Motivation and Goals

Statistical Learning is a well-established scientific discipline. The theories underlying classical Statistical Learning are based on the assumption of D < N and N → ∞, where D denotes the number data dimensions and N the number of training instances. Many emerging data-analysis applications, however, face the D > N high dimensionality challenge. For instance, an image/video search engine needs to learn users' query concepts with a very small number of training instances (provided by users via relevance feedback) in very high-dimensional feature spaces. In geneexpression profiling, each human cell contains approximately three billion base gene-pairs, which encode between 50,000 to 100,000 genes, but the available training data for analyzing a particular genetic disease is typically fewer than a hundred.

This tutorial will present statistical methods for making inferences in very high dimensional spaces. This tutorial is organized into three parts.

Outline

  1. Classical methods. (0.5 hour)
    • Statistical decision theories.
    • The least squares, the nearest neighbors, and anything in between.
  2. Kernel methods. (1.0 hour)
    • Support Vector Machines.
    • Bayes Point Machines.
    • Dimension reduction techniques.

Tutor

Prof. Edward Chang received his Ph. D. in Electrical Engineering at Stanford University in 1999. He is an Associate Professor of Electrical and Computer Engineering at the University of California, Santa Barbara. (He just received his tenure in March.) His research interests include statistical learning and multimedia databases. He is a recipient of the IBM Faculty Partnership Award from 2000 to 2002, and the NSF Career Award in 2002. His perception-based image retrieval (PBIR) work, which applies statistical learning to understand users' subjective similarity metrics, was recognized as a major breakthrough in image retrieval by the CBIR panel at the 2002 IEEE International Conference on Multimedia. Prof. Chang is a co-founder and the CTO of VIMA Technologies.

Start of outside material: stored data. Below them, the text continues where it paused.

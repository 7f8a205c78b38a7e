//! Session-arbiter: call-session coordination for a WebRTC SIP endpoint
//!
//! This crate sits between an external signaling client (SIP over
//! WebSocket) and the presentation layer. It decides which of up to two
//! racing call sessions (one incoming, one outgoing) is the authoritative
//! *current* session, keeps the local and remote media sinks bound to the
//! right sources, and tracks the registration lifecycle.
//!
//! ## Layering
//! ```text
//! presentation (StatusSink, MediaRenderer)
//!         ▲
//!   Coordinator ── RegistrationLifecycle
//!         │
//!   SessionArbiter ── MediaBinder
//!         │
//! signaling client / call sessions / capture device (external)
//! ```
//!
//! The signaling protocol, SDP negotiation and media transport are not
//! implemented here; they are consumed through the traits in [`signaling`]
//! and [`session`].

pub mod arbiter;
pub mod config;
pub mod coordinator;
pub mod error;
pub mod events;
pub mod media;
pub mod registration;
pub mod session;
pub mod signaling;

pub use arbiter::{
    ArbiterSlots, ArbiterSnapshot, HangUpOutcome, NewSessionOutcome, NotificationOutcome, RejectReason,
    SessionArbiter, SessionSummary, Slot, TrackOutcome,
};
pub use config::{
    ArbiterConfig, AudioCaptureConstraints, CallMediaConstraints, CaptureConstraints, Credentials, SignalingEndpoint,
};
pub use coordinator::{Coordinator, CoordinatorHandle, CoordinatorSnapshot};
pub use error::{ArbiterError, ArbiterResult, CaptureError, MediaError, SessionError, SignalingError};
pub use events::{BroadcastStatusSink, CollectingStatusSink, EventPriority, StatusEvent, StatusKind, StatusSink};
pub use media::{MediaBinder, MediaRenderer, MediaSource, NullRenderer, SinkKind};
pub use registration::{RegistrationInfo, RegistrationLifecycle, RegistrationState};
pub use session::{
    CallOptions, CallSession, Originator, PeerConnectionId, SdpKind, SessionEvent, SessionId, SessionRole,
    SessionState,
};
pub use signaling::{CaptureSource, SignalingClient, SignalingEvent};

/// Re-export of common types
pub mod prelude {
    pub use super::{
        ArbiterConfig, ArbiterError, ArbiterResult, BroadcastStatusSink, CallOptions, CallSession, CaptureSource,
        Coordinator, CoordinatorHandle, Credentials, MediaRenderer, MediaSource, NullRenderer, Originator,
        PeerConnectionId, SessionEvent, SessionId, SessionRole, SignalingClient, SignalingEvent, StatusEvent,
        StatusKind, StatusSink,
    };
}

/// Session-arbiter version information
pub const VERSION: &str = env!("CARGO_PKG_VERSION");
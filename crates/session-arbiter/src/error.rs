//! Error types for the session arbiter
//!
//! Notification handlers on [`SessionArbiter`](crate::arbiter::SessionArbiter)
//! never return errors: they report what happened through outcome values. The
//! types in this module describe failures of the *collaborators* the arbiter
//! drives (signaling client, call sessions, media renderer, capture device)
//! and of caller-issued commands on the coordinator.
//!
//! # Error Categories
//!
//! - **Registration Errors** - the registrar refused us or the transport failed
//! - **Call Errors** - a call could not be placed, answered or terminated
//! - **Media Errors** - a sink could not render a source, capture failed
//! - **Configuration Errors** - invalid settings, fix the config and retry
//! - **Runtime Errors** - the coordinator loop is gone
//!
//! # Example
//!
//! ```rust
//! use rvoip_session_arbiter::ArbiterError;
//!
//! let err = ArbiterError::invalid_configuration("credentials.uri", "must start with sip:");
//! assert_eq!(err.category(), "configuration");
//! assert!(!err.is_recoverable());
//! ```

use serde::{Deserialize, Serialize};
use thiserror::Error;

use crate::media::SinkKind;
use crate::session::SessionId;

/// Result type alias for arbiter operations
pub type ArbiterResult<T> = Result<T, ArbiterError>;

/// Crate-wide error type
#[derive(Error, Debug, Clone)]
pub enum ArbiterError {
    #[error("Registration failed: {reason}")]
    RegistrationFailed { reason: String },

    #[error("Call setup failed: {reason}")]
    CallSetupFailed { reason: String },

    #[error("Invalid configuration: {field} - {reason}")]
    InvalidConfiguration { field: String, reason: String },

    #[error("Missing required configuration: {field}")]
    MissingConfiguration { field: String },

    #[error(transparent)]
    Signaling(#[from] SignalingError),

    #[error(transparent)]
    Session(#[from] SessionError),

    #[error(transparent)]
    Media(#[from] MediaError),

    #[error(transparent)]
    Capture(#[from] CaptureError),

    #[error("Coordinator is not running")]
    CoordinatorClosed,
}

impl ArbiterError {
    /// Create a registration failed error
    pub fn registration_failed(reason: impl Into<String>) -> Self {
        Self::RegistrationFailed { reason: reason.into() }
    }

    /// Create a call setup failed error
    pub fn call_setup_failed(reason: impl Into<String>) -> Self {
        Self::CallSetupFailed { reason: reason.into() }
    }

    /// Create an invalid configuration error
    pub fn invalid_configuration(field: impl Into<String>, reason: impl Into<String>) -> Self {
        Self::InvalidConfiguration {
            field: field.into(),
            reason: reason.into(),
        }
    }

    /// Create a missing configuration error
    pub fn missing_configuration(field: impl Into<String>) -> Self {
        Self::MissingConfiguration { field: field.into() }
    }

    /// Whether retrying the same operation later may succeed
    pub fn is_recoverable(&self) -> bool {
        match self {
            ArbiterError::RegistrationFailed { .. } | ArbiterError::CallSetupFailed { .. } => true,
            ArbiterError::Signaling(e) => matches!(e, SignalingError::Unavailable { .. }),
            ArbiterError::Capture(e) => !matches!(e, CaptureError::PermissionDenied),
            ArbiterError::InvalidConfiguration { .. }
            | ArbiterError::MissingConfiguration { .. }
            | ArbiterError::CoordinatorClosed => false,
            _ => false,
        }
    }

    /// Error category for metrics/logging
    pub fn category(&self) -> &'static str {
        match self {
            ArbiterError::RegistrationFailed { .. } => "registration",
            ArbiterError::CallSetupFailed { .. } | ArbiterError::Session(_) => "call",
            ArbiterError::Signaling(_) => "signaling",
            ArbiterError::Media(_) | ArbiterError::Capture(_) => "media",
            ArbiterError::InvalidConfiguration { .. }
            | ArbiterError::MissingConfiguration { .. } => "configuration",
            ArbiterError::CoordinatorClosed => "runtime",
        }
    }
}

/// Failures reported by the signaling client
#[derive(Error, Debug, Clone, PartialEq, Eq)]
pub enum SignalingError {
    #[error("Signaling transport unavailable: {reason}")]
    Unavailable { reason: String },

    #[error("Invalid call target: {target}")]
    InvalidTarget { target: String },
}

/// Failures of an operation issued against a call session
#[derive(Error, Debug, Clone, PartialEq, Eq)]
pub enum SessionError {
    #[error("Session {session_id}: {operation} failed: {reason}")]
    OperationFailed {
        session_id: SessionId,
        operation: &'static str,
        reason: String,
    },

    /// The external layer already dropped the session object
    #[error("Session {session_id} is no longer alive")]
    Gone { session_id: SessionId },
}

impl SessionError {
    pub fn answer_failed(session_id: SessionId, reason: impl Into<String>) -> Self {
        Self::OperationFailed {
            session_id,
            operation: "answer",
            reason: reason.into(),
        }
    }

    pub fn terminate_failed(session_id: SessionId, reason: impl Into<String>) -> Self {
        Self::OperationFailed {
            session_id,
            operation: "terminate",
            reason: reason.into(),
        }
    }
}

/// Failures of the presentation-side media renderer
#[derive(Error, Debug, Clone, PartialEq, Eq)]
pub enum MediaError {
    #[error("Failed to render {sink} sink: {reason}")]
    RenderFailed { sink: SinkKind, reason: String },
}

impl MediaError {
    /// Renderer-supplied reason, without the sink prefix
    pub fn reason(&self) -> &str {
        match self {
            MediaError::RenderFailed { reason, .. } => reason,
        }
    }
}

/// Failures of local capture acquisition
#[derive(Error, Debug, Clone, PartialEq, Eq, Serialize, Deserialize)]
pub enum CaptureError {
    #[error("Permission to capture audio was denied")]
    PermissionDenied,

    #[error("No capture device found")]
    DeviceNotFound,

    #[error("Capture failed: {reason}")]
    Failed { reason: String },
}
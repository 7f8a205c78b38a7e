use std::path::{Path, PathBuf};

use anyhow::Result;
use clap::{Parser, Subcommand};
use tracing::info;
use tracing_subscriber::EnvFilter;

mod config;
mod loopback;
mod output;
mod replay;
mod script;

use replay::ReplayOptions;
use script::Script;

/// Replay call-session scenarios through the rvoip session arbiter
#[derive(Parser, Debug)]
#[command(author, version, about, long_about = None)]
struct Cli {
    /// Log level (error, warn, info, debug, trace); RUST_LOG takes precedence
    #[arg(short, long, global = true, default_value = "info", env = "RVOIP_ARBITER_LOG")]
    log_level: String,

    /// Configuration file (TOML); defaults to rvoip-arbiter/config.toml in the user config directory
    #[arg(short, long, global = true, env = "RVOIP_ARBITER_CONFIG")]
    config: Option<PathBuf>,

    #[command(subcommand)]
    command: Command,
}

#[derive(Subcommand, Debug)]
enum Command {
    /// Feed a JSON script of notifications and commands through the coordinator
    Replay {
        /// Script to replay
        script: PathBuf,

        /// Simulate the user refusing microphone access
        #[arg(long)]
        deny_capture: bool,

        /// Print snapshots as JSON
        #[arg(long)]
        json: bool,
    },
    /// Validate the configuration and print the effective settings
    CheckConfig,
}

fn init_logging(level: &str) {
    let filter = EnvFilter::try_from_default_env().unwrap_or_else(|_| EnvFilter::new(level));
    tracing_subscriber::fmt()
        .with_env_filter(filter)
        .with_writer(std::io::stderr)
        .with_target(false)
        .init();
}

#[tokio::main]
async fn main() -> Result<()> {
    let cli = Cli::parse();
    init_logging(&cli.log_level);

    let config_path = config::resolve_path(cli.config.as_deref())?;
    match cli.command {
        Command::CheckConfig => check_config(&config_path),
        Command::Replay { script, deny_capture, json } => {
            let config = config::load(&config_path)?;
            let script = Script::load(&script)?;
            info!(
                "rvoip-arbiter v{} replaying with {}",
                rvoip_session_arbiter::VERSION,
                config_path.display()
            );

            let options = ReplayOptions {
                deny_capture,
                json,
                print_status: true,
            };
            let summary = replay::run(config, script, options).await?;

            if json {
                println!("{}", serde_json::to_string_pretty(&summary.snapshot)?);
            } else {
                println!("--- final state ---");
                print!("{}", output::snapshot_table(&summary.snapshot));
            }
            if !summary.placed_calls.is_empty() {
                println!("placed calls: {}", summary.placed_calls.join(", "));
            }
            if summary.rejected_commands > 0 {
                println!("rejected commands: {}", summary.rejected_commands);
            }
            Ok(())
        }
    }
}

fn check_config(path: &Path) -> Result<()> {
    let mut config = config::load(path)?;
    if config.credentials.password.is_some() {
        config.credentials.password = Some("********".to_string());
    }

    println!("configuration OK: {}", path.display());
    println!("outbound proxy: {}", config.outbound_proxy());
    println!();
    print!("{}", toml::to_string_pretty(&config)?);
    Ok(())
}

Tutorial 2: Unstructured Information Management

Abstract

The growth of the internet has dramatically changed the way in which information is managed and accessed. Web has established itself as a universal repository of all types of information and has become an active medium for doing business between B & C and B & B. To manage and access data efficiently, ranging from unstructured documents to structured record oriented data, several solutions have been developed recently. In this tutorial, we will discuss how to store and access XML and semistructured data using conventional database technology and native format, and review the existing technologies.

The hot challenges today are how to integrate data (including semistructured) coming from different streams for on-demand computing and how to make the web intelligent. We will address these problems and discuss where we are, and what are the research problems.

Outline

  1. Unstructured, XML and Semi-structured Data
  2. Techniques for storing XML/Semi-structured data
  3. XML Query Over Relational Data
  4. Streaming Data (semi-structured) Management
  5. Active Integration of Information
  6. Semantic Web
  7. Applications
  8. Content Manager Architecture

Tutor

Mukesh Mohania received his Ph.D. in Computer Science & Engineering from Indian Institute of Technology, Bombay, India in 1995. He has worked in University of Melbourne, University of South Australia, and Western Michigan University, U.S.A. Currently, he is working at IBM India Research Lab and managing a database group. He has worked extensively in the areas of distributed databases, data warehousing, semistructured databases, and autonomic computing. He has published several research papers and organized conferences in these areas. He was awarded Technical Achievement Award in the area of Web Database Management and Data Warehousing in 2000. He is also an IEEE senior member.